*Aim of the task*:
One number is the whole answer: how many lines of the material hold "fields".

*Exercise data*:
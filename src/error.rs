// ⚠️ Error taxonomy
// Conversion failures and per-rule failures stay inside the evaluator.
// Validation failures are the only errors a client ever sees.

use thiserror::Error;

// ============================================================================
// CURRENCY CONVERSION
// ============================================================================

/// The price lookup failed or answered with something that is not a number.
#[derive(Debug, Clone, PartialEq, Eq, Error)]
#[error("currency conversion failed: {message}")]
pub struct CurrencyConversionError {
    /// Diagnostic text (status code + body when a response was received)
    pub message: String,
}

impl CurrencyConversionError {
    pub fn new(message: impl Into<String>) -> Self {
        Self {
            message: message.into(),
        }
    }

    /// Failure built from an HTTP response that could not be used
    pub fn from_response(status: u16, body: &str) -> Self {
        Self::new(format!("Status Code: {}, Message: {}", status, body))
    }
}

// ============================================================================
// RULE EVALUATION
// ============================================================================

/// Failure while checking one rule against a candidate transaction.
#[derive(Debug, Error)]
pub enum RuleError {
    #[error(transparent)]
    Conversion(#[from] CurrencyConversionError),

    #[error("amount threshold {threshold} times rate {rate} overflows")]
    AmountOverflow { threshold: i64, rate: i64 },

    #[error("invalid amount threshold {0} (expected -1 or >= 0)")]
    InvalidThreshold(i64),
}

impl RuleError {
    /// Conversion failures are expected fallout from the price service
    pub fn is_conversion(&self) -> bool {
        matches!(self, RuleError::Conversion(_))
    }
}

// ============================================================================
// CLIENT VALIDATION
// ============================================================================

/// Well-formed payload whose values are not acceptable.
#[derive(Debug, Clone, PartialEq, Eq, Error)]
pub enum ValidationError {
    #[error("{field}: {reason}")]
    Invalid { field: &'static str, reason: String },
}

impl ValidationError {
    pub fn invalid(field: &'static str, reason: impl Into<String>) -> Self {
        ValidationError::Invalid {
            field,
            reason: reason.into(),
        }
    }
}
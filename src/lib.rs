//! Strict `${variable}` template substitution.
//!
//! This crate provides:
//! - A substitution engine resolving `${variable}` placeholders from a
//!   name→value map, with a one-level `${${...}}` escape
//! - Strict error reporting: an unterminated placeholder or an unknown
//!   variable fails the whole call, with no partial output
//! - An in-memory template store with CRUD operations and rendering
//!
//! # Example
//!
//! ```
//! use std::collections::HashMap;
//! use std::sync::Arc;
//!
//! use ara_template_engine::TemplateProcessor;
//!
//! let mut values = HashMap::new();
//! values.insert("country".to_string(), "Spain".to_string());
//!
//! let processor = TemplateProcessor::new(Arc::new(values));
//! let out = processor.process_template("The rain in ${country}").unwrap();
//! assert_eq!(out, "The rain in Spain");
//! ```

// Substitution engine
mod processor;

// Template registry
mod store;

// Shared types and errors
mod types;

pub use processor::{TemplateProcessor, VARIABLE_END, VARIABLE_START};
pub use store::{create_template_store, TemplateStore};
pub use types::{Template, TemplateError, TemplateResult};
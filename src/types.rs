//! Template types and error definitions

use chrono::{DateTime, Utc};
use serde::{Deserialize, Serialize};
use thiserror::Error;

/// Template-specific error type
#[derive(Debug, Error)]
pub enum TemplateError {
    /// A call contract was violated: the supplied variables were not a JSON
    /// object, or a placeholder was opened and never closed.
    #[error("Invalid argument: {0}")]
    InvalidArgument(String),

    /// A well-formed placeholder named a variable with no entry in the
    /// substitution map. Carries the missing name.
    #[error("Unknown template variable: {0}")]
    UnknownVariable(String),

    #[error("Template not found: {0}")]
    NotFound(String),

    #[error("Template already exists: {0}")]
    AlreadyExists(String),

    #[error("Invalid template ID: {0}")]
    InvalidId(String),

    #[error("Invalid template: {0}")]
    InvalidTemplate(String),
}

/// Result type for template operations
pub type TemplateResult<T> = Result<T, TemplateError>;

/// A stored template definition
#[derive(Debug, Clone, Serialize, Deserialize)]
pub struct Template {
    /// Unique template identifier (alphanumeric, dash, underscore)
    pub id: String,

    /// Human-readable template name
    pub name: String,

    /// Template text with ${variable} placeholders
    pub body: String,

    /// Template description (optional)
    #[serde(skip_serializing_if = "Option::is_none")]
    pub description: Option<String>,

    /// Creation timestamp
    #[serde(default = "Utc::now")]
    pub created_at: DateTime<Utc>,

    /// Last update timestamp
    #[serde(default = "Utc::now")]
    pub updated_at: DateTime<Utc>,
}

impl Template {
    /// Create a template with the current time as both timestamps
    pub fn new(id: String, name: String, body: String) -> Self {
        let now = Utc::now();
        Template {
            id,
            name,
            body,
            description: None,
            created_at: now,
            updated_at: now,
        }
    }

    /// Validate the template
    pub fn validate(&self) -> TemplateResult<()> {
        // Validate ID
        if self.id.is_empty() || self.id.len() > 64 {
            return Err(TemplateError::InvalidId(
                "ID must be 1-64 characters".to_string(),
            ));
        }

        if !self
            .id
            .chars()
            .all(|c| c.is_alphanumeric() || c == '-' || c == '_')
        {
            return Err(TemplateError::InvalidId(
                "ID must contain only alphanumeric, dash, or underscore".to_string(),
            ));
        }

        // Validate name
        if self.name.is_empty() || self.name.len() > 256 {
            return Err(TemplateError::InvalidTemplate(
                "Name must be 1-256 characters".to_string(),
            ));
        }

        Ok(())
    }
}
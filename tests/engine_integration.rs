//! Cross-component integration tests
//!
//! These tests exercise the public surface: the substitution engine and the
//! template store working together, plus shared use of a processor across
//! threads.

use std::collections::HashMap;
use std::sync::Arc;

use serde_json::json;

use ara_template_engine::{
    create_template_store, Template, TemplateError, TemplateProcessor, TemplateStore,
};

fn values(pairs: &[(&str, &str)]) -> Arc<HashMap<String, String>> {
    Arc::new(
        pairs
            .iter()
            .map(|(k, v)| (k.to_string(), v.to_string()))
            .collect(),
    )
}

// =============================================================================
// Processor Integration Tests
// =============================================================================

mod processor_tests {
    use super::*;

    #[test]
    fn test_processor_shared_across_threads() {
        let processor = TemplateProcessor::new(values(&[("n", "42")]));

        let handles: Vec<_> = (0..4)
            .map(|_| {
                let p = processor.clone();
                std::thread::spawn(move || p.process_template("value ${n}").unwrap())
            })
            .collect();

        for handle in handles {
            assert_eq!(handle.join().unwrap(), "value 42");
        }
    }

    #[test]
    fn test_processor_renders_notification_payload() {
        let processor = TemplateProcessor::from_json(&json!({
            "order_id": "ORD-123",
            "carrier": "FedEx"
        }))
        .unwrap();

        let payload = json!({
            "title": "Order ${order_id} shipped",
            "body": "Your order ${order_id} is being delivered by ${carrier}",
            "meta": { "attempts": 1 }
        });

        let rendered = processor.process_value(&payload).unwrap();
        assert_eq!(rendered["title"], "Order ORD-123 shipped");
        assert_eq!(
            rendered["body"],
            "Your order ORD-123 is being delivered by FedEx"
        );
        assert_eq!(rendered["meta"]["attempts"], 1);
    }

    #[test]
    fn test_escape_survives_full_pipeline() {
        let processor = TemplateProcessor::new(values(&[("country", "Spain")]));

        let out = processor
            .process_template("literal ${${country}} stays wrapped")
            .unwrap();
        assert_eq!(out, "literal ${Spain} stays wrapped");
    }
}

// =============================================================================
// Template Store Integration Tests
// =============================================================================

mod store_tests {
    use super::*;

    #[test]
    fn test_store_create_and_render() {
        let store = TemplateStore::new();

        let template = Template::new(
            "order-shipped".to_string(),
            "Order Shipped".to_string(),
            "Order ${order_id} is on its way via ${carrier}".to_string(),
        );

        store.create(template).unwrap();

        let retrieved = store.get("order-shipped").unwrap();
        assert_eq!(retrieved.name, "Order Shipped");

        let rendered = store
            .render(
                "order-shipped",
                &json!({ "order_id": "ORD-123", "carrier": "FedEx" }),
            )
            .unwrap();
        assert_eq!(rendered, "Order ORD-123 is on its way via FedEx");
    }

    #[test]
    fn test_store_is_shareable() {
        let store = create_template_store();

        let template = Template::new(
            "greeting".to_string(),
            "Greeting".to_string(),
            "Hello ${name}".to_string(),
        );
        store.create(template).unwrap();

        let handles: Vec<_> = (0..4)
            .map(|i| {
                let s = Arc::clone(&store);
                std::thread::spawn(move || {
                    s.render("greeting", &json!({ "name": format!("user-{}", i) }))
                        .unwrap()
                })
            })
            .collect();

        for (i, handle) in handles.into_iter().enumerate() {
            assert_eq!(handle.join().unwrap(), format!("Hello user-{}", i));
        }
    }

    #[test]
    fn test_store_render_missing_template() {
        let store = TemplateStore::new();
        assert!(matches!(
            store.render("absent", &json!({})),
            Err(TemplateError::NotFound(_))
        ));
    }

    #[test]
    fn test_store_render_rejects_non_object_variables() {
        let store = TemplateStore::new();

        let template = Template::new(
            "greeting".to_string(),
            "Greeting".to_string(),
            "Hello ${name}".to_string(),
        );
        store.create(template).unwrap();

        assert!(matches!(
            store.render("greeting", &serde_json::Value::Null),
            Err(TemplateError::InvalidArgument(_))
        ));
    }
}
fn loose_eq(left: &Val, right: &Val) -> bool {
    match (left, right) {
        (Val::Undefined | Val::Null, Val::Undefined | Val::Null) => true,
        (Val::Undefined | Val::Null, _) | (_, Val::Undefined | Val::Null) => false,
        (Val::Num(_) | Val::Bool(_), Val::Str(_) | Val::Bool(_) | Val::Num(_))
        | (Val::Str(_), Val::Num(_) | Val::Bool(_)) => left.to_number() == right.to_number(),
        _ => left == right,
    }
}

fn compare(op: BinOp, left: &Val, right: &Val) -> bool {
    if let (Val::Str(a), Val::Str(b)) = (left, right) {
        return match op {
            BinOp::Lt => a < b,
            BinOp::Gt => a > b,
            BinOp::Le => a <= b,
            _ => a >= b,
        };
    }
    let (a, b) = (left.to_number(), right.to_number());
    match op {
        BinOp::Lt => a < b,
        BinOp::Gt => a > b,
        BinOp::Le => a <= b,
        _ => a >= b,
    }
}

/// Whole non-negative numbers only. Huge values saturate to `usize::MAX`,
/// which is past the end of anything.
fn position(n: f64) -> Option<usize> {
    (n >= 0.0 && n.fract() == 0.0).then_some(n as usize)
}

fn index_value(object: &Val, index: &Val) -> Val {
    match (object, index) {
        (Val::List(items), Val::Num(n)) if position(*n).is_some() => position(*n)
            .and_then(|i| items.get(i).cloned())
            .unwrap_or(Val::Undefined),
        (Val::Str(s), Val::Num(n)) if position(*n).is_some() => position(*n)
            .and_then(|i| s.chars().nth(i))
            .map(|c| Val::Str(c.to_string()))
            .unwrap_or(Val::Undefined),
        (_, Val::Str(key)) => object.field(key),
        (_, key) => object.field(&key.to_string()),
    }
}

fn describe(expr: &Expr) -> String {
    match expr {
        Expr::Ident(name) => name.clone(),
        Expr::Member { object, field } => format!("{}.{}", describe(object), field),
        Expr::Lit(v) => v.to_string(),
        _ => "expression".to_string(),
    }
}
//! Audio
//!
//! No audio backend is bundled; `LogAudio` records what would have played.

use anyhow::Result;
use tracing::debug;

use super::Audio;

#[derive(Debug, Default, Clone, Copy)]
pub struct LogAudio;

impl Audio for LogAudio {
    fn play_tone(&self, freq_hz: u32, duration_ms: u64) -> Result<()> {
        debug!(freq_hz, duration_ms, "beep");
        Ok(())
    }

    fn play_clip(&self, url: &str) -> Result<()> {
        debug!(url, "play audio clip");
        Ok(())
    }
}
--
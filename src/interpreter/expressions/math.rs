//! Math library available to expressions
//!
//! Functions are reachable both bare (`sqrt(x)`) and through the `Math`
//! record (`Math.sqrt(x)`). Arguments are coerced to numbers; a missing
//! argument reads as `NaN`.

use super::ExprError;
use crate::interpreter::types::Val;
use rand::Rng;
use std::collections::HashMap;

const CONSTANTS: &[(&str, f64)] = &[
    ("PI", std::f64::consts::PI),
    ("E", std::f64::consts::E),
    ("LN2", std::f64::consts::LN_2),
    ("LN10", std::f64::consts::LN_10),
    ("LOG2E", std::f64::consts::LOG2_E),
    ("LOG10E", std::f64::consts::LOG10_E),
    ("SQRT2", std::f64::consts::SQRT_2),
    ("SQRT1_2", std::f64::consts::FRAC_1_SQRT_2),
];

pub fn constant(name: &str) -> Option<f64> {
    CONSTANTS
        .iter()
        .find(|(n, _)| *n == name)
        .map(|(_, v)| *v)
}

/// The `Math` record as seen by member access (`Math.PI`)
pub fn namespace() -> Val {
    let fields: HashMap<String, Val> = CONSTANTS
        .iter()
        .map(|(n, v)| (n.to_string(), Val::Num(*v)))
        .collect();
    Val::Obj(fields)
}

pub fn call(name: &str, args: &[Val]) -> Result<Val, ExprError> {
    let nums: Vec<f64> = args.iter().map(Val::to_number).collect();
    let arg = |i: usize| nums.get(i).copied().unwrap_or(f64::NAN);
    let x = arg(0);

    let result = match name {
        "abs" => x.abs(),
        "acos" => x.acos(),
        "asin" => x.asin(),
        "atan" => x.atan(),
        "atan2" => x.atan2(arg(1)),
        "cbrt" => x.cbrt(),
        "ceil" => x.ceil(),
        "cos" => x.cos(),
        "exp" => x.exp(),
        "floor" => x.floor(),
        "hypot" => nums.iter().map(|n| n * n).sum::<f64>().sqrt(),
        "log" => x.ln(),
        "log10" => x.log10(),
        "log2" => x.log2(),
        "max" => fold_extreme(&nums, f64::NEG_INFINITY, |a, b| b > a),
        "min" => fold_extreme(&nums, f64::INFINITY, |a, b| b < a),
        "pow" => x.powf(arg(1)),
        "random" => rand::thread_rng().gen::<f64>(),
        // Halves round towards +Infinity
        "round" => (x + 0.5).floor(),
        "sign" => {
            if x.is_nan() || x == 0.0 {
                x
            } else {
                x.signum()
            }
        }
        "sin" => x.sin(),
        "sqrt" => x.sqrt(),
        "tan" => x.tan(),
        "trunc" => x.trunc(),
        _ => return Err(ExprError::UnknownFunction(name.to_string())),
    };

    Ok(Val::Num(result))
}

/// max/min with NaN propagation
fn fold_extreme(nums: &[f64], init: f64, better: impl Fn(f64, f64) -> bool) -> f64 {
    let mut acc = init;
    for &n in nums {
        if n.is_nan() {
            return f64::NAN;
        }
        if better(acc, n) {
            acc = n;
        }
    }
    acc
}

*Output below*:
2